We are anticipating the arrival of our first grandchild this December. I am excited, but the “grandmother-in-waiting” is consumed. We have begun to go through boxes in the attic of important things from our children’s early years. Baby things carefully stored for this time, a time that seemed so remote back then, seem such a short time now. Handmade blankets and favorite stuffed animals, all are filled with memories that cause us to sit quietly and reflect on the journey of family. Most are memories of joy, happiness and fulfillment, but there have also been times of great pain. Memories are where we store the importance of the past. Not everything can quickly be recalled, but those that are usually mean something special.
This Christmas season there will be many memories. Christmas seems to be a time that our minds record an unusual number of incidents, both of joy and pain; surprises that caused laughter and some that brought tears. We expect so much from the season. We hope for a ceasing of conflict, both in remote parts of the world and at family tables. We pray for joy for those in desperate situations and our loved ones who continue to struggle with life. We seek blessing for the discouraged on the streets, but also within our circle of family and friends.
Reflecting on past Christmases and former days brings a variety of feelings. It was no different in Bethlehem almost 2,000 years ago.
But Mary “… treasured all these things in her heart.” Luke 2:51b
This phrase is found at the end of the account in the Gospel of Luke where the childhood years of Christ are summarized.
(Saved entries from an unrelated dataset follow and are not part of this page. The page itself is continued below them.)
use std::sync::Arc;

use capability_engine::{Arg, AxError, Criteria, Namespace, Node, Resolution, TransportError, Value};
use element_transport::mock::{MockElement, MockTree};
use element_transport::NoopTransport;

fn sheet() -> (Arc<MockTree>, Node) {
    let tree = Arc::new(MockTree::new());
    let sheet = tree.add_root(
        MockElement::new("AXSheet")
            .attribute("AXShowMenu", "attribute wins")
            .action("AXShowMenu")
            .writable_attribute("AXFocused", false)
            .attribute("AXTitle", "Export")
            .action("AXRaise")
            .action("AXCancel"),
    );
    tree.add_child(&sheet, MockElement::new("AXButton").attribute("AXTitle", "OK"));
    let node = Node::new(tree.clone(), sheet);
    (tree, node)
}

#[tokio::test]
async fn getter_is_preferred_over_action() {
    let (tree, node) = sheet();

    let resolved = node.resolve("show_menu", vec![]).await.unwrap();

    assert_eq!(resolved.into_value(), Some(Value::from("attribute wins")));
    assert_eq!(tree.calls().invoke_action, 0);
}

#[tokio::test]
async fn setter_writes_then_getter_reads_back() {
    let (_tree, node) = sheet();

    let written = node
        .resolve("focused=", vec![Arg::from(Value::from(true))])
        .await
        .unwrap();
    assert!(matches!(written, Resolution::Written(Value::Bool(true))));

    let read = node.resolve("focused?", vec![]).await.unwrap();
    assert_eq!(read.into_value(), Some(Value::Bool(true)));
}

#[tokio::test]
async fn setter_never_falls_through() {
    let (tree, node) = sheet();

    let err = node
        .resolve("raise=", vec![Value::from(true).into()])
        .await
        .unwrap_err();
    assert!(matches!(
        err,
        AxError::CapabilityNotFound {
            namespace: Namespace::Attribute,
            ..
        }
    ));

    let err = node
        .resolve("title=", vec![Value::from("Import").into()])
        .await
        .unwrap_err();
    assert!(matches!(err, AxError::AttributeNotWritable { .. }));

    let err = node.resolve("focused=", vec![]).await.unwrap_err();
    assert!(matches!(err, AxError::InvalidArgument { .. }));

    assert_eq!(tree.calls().invoke_action, 0);
    assert_eq!(tree.calls().write_attribute, 0);
}

#[tokio::test]
async fn action_is_invoked() {
    let (tree, node) = sheet();

    let resolved = node.resolve("raise", vec![]).await.unwrap();

    assert!(matches!(resolved, Resolution::Performed(true)));
    let invoked: Vec<String> = tree.invocations().into_iter().map(|(_, a)| a).collect();
    assert_eq!(invoked, vec!["AXRaise".to_string()]);
}

#[tokio::test]
async fn unmatched_name_falls_back_to_search() {
    let (_tree, node) = sheet();

    let found = node
        .resolve("button", vec![Criteria::new().equals("title", "OK").into()])
        .await
        .unwrap();
    assert!(matches!(found, Resolution::Found(Some(_))));

    let all = node.resolve("text_fields", vec![]).await.unwrap();
    assert!(matches!(all, Resolution::FoundAll(ref nodes) if nodes.is_empty()));

    let err = node
        .resolve("buttons", vec![Value::from("OK").into()])
        .await
        .unwrap_err();
    assert!(matches!(err, AxError::InvalidArgument { .. }));
}

#[tokio::test]
async fn unknown_call_on_leaf_is_not_found() {
    let tree = Arc::new(MockTree::new());
    let leaf = tree.add_root(MockElement::new("AXStaticText").attribute("AXValue", "hi"));
    let node = Node::new(tree, leaf);

    let err = node.resolve("frobnicate", vec![]).await.unwrap_err();

    assert!(err.is_not_found());
    match err {
        AxError::CapabilityNotFound {
            name,
            namespace,
            role,
        } => {
            assert_eq!(name, "frobnicate");
            assert_eq!(namespace, Namespace::Call);
            assert_eq!(role.as_deref(), Some("AXStaticText"));
        }
        other => panic!("unexpected error: {other}"),
    }
}

#[tokio::test]
async fn lookup_never_performs_actions() {
    let (tree, node) = sheet();

    assert!(node.lookup("cancel", Criteria::new()).await.unwrap().is_some());
    assert_eq!(tree.calls().invoke_action, 0);
}

#[tokio::test]
async fn transport_failures_propagate_unchanged() {
    let node = Node::new(Arc::new(NoopTransport), capability_engine::ElementRef::new(1));

    let err = node.resolve("title", vec![]).await.unwrap_err();

    assert!(matches!(
        err,
        AxError::Transport(TransportError::Unavailable(_))
    ));
}

#[tokio::test]
async fn destroyed_element_fails_on_next_call() {
    let (tree, node) = sheet();
    let sheet = node.element().clone();
    let sheet_for_action = sheet.clone();
    tree.on_action(&sheet, "AXCancel", move |tree| tree.remove(&sheet_for_action));

    node.resolve("cancel", vec![]).await.unwrap();
    let err = node.resolve("title", vec![]).await.unwrap_err();

    assert!(matches!(
        err,
        AxError::Transport(TransportError::InvalidReference(_))
    ));
}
I wonder what Mary, the mother of Jesus, stored in her memory.
* The drama surrounding the birth with angels, wisemen and a manger
* The escape with Joseph and the baby to Egypt
* The teachings Jesus did in his young adult years
* The miracle of the turning water to wine at the wedding feast
* The adoring crowds
* The angry crowds
* The cross and the loving appeal to the Apostle John to care for Mary
* The resurrection and the upper room appearance
So many treasures of the mind; how did she survive such a range of events and keep them stored in any meaningful order? We focus on the manger. The drama of the birth would help her interpret what came later. Such is the nature of treasured memories.
Memories can encourage, paralyze or inform.
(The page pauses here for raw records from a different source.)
//! Wait gate - bounded polling for asynchronous effects
//!
//! Actions against a remote UI often return before their effect is visible
//! (an application hiding, a window appearing). This crate re-evaluates a
//! fresh predicate at a fixed spacing until it yields a result or the deadline
//! passes. Nothing is retried except the predicate itself.

use std::future::Future;
use std::time::Duration;

use serde::{Deserialize, Serialize};
use thiserror::Error;
use tokio::time::{sleep, Instant};
use tracing::debug;

const MIN_POLL_INTERVAL: Duration = Duration::from_millis(1);

/// Timing for one wait
#[derive(Debug, Clone, Copy, PartialEq, Eq, Serialize, Deserialize)]
pub struct WaitOptions {
    pub timeout: Duration,
    pub poll_interval: Duration,
}

impl Default for WaitOptions {
    fn default() -> Self {
        Self {
            timeout: Duration::from_secs(5),
            poll_interval: Duration::from_millis(100),
        }
    }
}

impl WaitOptions {
    pub fn new(timeout: Duration, poll_interval: Duration) -> Self {
        Self {
            timeout,
            poll_interval,
        }
    }

    pub fn from_millis(timeout_ms: u64, poll_interval_ms: u64) -> Self {
        Self::new(
            Duration::from_millis(timeout_ms),
            Duration::from_millis(poll_interval_ms),
        )
    }

    pub fn with_timeout(mut self, timeout: Duration) -> Self {
        self.timeout = timeout;
        self
    }

    pub fn with_poll_interval(mut self, poll_interval: Duration) -> Self {
        self.poll_interval = poll_interval;
        self
    }
}

/// Raised by `wait_until` when the predicate never yielded
#[derive(Debug, Error, Clone, Copy, PartialEq, Eq)]
#[error("Condition not met after {}ms ({polls} polls)", .waited.as_millis())]
pub struct Timeout {
    pub waited: Duration,
    pub polls: u32,
}

/// Poll `predicate` until it yields `Some`, or return `Ok(None)` at the deadline.
///
/// The predicate is always evaluated at least once. A poll is only started
/// while it can begin before the deadline, so a 300ms timeout at a 100ms
/// interval evaluates the predicate three times. Errors from the predicate
/// stop the wait and are returned unchanged.
pub async fn wait_for<T, E, F, Fut>(options: WaitOptions, mut predicate: F) -> Result<Option<T>, E>
where
    F: FnMut() -> Fut,
    Fut: Future<Output = Result<Option<T>, E>>,
{
    let interval = options.poll_interval.max(MIN_POLL_INTERVAL);
    let started = Instant::now();
    let deadline = started + options.timeout;
    let mut polls = 0u32;

    loop {
        polls += 1;
        if let Some(found) = predicate().await? {
            debug!(polls, elapsed_ms = started.elapsed().as_millis() as u64, "wait satisfied");
            return Ok(Some(found));
        }

        if Instant::now() + interval > deadline {
            debug!(
                polls,
                timeout_ms = options.timeout.as_millis() as u64,
                "wait timed out"
            );
            return Ok(None);
        }

        sleep(interval).await;
    }
}

/// Like `wait_for`, but a timeout becomes an error.
pub async fn wait_until<T, E, F, Fut>(options: WaitOptions, predicate: F) -> Result<T, E>
where
    F: FnMut() -> Fut,
    Fut: Future<Output = Result<Option<T>, E>>,
    E: From<Timeout>,
{
    let started = Instant::now();
    let mut polls = 0u32;
    let mut predicate = predicate;
    let counted = || {
        polls += 1;
        predicate()
    };
    let outcome = wait_for(options, counted).await?;
    match outcome {
        Some(found) => Ok(found),
        None => Err(Timeout {
            waited: started.elapsed(),
            polls,
        }
        .into()),
    }
}

/// Poll a boolean probe until it reports `expected`; returns the last reading.
pub async fn wait_for_state<E, F, Fut>(
    options: WaitOptions,
    expected: bool,
    mut probe: F,
) -> Result<bool, E>
where
    F: FnMut() -> Fut,
    Fut: Future<Output = Result<bool, E>>,
{
    let reached = wait_for(options, || {
        let reading = probe();
        async move { Ok::<_, E>((reading.await? == expected).then_some(())) }
    })
    .await?;
    Ok(if reached.is_some() { expected } else { !expected })
}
Many memories of the past bring feelings of joy. Worn tree ornaments remind of earlier Christmases. Stories of our grandparents tie us to a strong past. We often find renewed energy and increased affection during holiday times.
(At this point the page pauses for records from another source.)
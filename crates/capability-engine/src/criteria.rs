//! Search criteria: expected values keyed by capability or kind name

use std::fmt;
use std::sync::Arc;

use async_recursion::async_recursion;
use element_transport::Value;
use regex::Regex;
use tracing::debug;

use crate::errors::AxError;
use crate::naming::is_plural;
use crate::node::Node;
use crate::resolver::Lookup;
use crate::search::SearchResult;

pub type Predicate = Arc<dyn Fn(&Value) -> bool + Send + Sync>;

/// Expected outcome for one criterion
#[derive(Clone)]
pub enum Expectation {
    /// Resolved value must equal this one.
    ///
    /// Against a plural search key, an integer compares with the number of
    /// matches.
    Equals(Value),
    /// Resolved value, as text, must contain a match
    Pattern(Regex),
    /// Predicate must accept the resolved value
    Predicate(Predicate),
    /// Key is a kind; a descendant of that kind must satisfy these criteria
    Nested(Criteria),
}

impl Expectation {
    fn accepts_value(&self, value: &Value) -> bool {
        match self {
            Expectation::Equals(expected) => value == expected,
            Expectation::Pattern(pattern) => pattern.is_match(&value.to_text()),
            Expectation::Predicate(predicate) => predicate(value),
            Expectation::Nested(_) => false,
        }
    }

    /// Search results only satisfy nested criteria, or a count for a plural key.
    fn accepts_search(&self, result: &SearchResult, plural_key: bool) -> bool {
        match self {
            Expectation::Nested(_) => result.is_found(),
            Expectation::Equals(Value::Integer(count)) if plural_key => {
                i64::try_from(result.count()).map_or(false, |n| n == *count)
            }
            _ => false,
        }
    }
}

impl fmt::Debug for Expectation {
    fn fmt(&self, f: &mut fmt::Formatter<'_>) -> fmt::Result {
        match self {
            Expectation::Equals(value) => f.debug_tuple("Equals").field(value).finish(),
            Expectation::Pattern(pattern) => f.debug_tuple("Pattern").field(&pattern.as_str()).finish(),
            Expectation::Predicate(_) => f.write_str("Predicate(..)"),
            Expectation::Nested(criteria) => f.debug_tuple("Nested").field(criteria).finish(),
        }
    }
}

impl From<Value> for Expectation {
    fn from(value: Value) -> Self {
        Expectation::Equals(value)
    }
}

impl From<&str> for Expectation {
    fn from(value: &str) -> Self {
        Expectation::Equals(value.into())
    }
}

impl From<bool> for Expectation {
    fn from(value: bool) -> Self {
        Expectation::Equals(value.into())
    }
}

impl From<i64> for Expectation {
    fn from(value: i64) -> Self {
        Expectation::Equals(value.into())
    }
}

impl From<Regex> for Expectation {
    fn from(pattern: Regex) -> Self {
        Expectation::Pattern(pattern)
    }
}

impl From<Criteria> for Expectation {
    fn from(criteria: Criteria) -> Self {
        Expectation::Nested(criteria)
    }
}

/// Order-irrelevant mapping from key to expectation; a candidate matches
/// iff every key resolves (read-only) to an accepted value.
#[derive(Clone, Debug, Default)]
pub struct Criteria {
    entries: Vec<(String, Expectation)>,
}

impl Criteria {
    pub fn new() -> Self {
        Self::default()
    }

    /// Set the expectation for `key`, replacing any earlier one.
    pub fn with(mut self, key: &str, expectation: impl Into<Expectation>) -> Self {
        let expectation = expectation.into();
        match self.entries.iter_mut().find(|(k, _)| k == key) {
            Some(slot) => slot.1 = expectation,
            None => self.entries.push((key.to_string(), expectation)),
        }
        self
    }

    pub fn equals(self, key: &str, value: impl Into<Value>) -> Self {
        self.with(key, Expectation::Equals(value.into()))
    }

    pub fn matching(self, key: &str, pattern: Regex) -> Self {
        self.with(key, Expectation::Pattern(pattern))
    }

    pub fn satisfying<F>(self, key: &str, predicate: F) -> Self
    where
        F: Fn(&Value) -> bool + Send + Sync + 'static,
    {
        self.with(key, Expectation::Predicate(Arc::new(predicate)))
    }

    pub fn nested(self, key: &str, criteria: Criteria) -> Self {
        self.with(key, Expectation::Nested(criteria))
    }

    pub fn is_empty(&self) -> bool {
        self.entries.is_empty()
    }

    pub fn len(&self) -> usize {
        self.entries.len()
    }

    pub fn iter(&self) -> impl Iterator<Item = (&str, &Expectation)> {
        self.entries.iter().map(|(k, e)| (k.as_str(), e))
    }

    /// Whether `node` satisfies every criterion.
    ///
    /// Keys that resolve to nothing on the node count as unmet; transport
    /// failures propagate.
    #[async_recursion]
    pub async fn matched_by(&self, node: &Node) -> Result<bool, AxError> {
        for (key, expectation) in &self.entries {
            let nested = match expectation {
                Expectation::Nested(criteria) => criteria.clone(),
                _ => Criteria::default(),
            };
            let satisfied = match node.lookup(key, nested).await? {
                Some(Lookup::Value(value)) => expectation.accepts_value(&value),
                Some(Lookup::Search(result)) => {
                    expectation.accepts_search(&result, is_plural(key))
                }
                None => {
                    debug!(element = %node.element(), key = %key, "criterion key not resolvable");
                    false
                }
            };
            if !satisfied {
                return Ok(false);
            }
        }
        Ok(true)
    }
}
For many, there are also hurtful memories. These are often the result of difficult situations with the people that are the most loved. Often what should be a time of happiness is tainted with dysfunctional relationships that are compounded by how out of place they seem in a time that is to be harmonious. The season may be just painful enough to push toward a plan of help by a professional counselor or a trusted pastor.
Sometimes the hurt is caused by those who are no longer with us. Finding ways to remember and honor them and still seek joy takes creativity. Ideas, such as giving a gift to a Christian cause in their honor, may be appropriate.
We can learn from the past.
- We can see what helps us move forward and what keeps us back. It may take some rearranging of traditions to circumvent troubling and recurring negatives. This may include shorter visits at painful gatherings making preparations prior to events, such as a healthy eating plan.
- Creating new positive traditions can bring added meaning for the season, as well as restructuring personal relationships. This may include attending a Christmas Eve service as a family, or helping serve a meal at a homeless shelter. It could include inviting a lonely adult to Christmas lunch.
- We can be informed by our own personal past, but even more importantly, we can benefit from the past of authentically spiritual people that God puts in our lives. These may be individuals who themselves have had great difficulty, but through it all they found the joy of faith. A faith that sustains and helps to order memories in such a way that God uses them for good.
After the holidays, evaluate your memories. Commit to use the days to come to grow in grace for you own personal peace and as a blessing to others. Use the positive “memory builders” of the First Place commitments to be vital part of what you treasure in your heart.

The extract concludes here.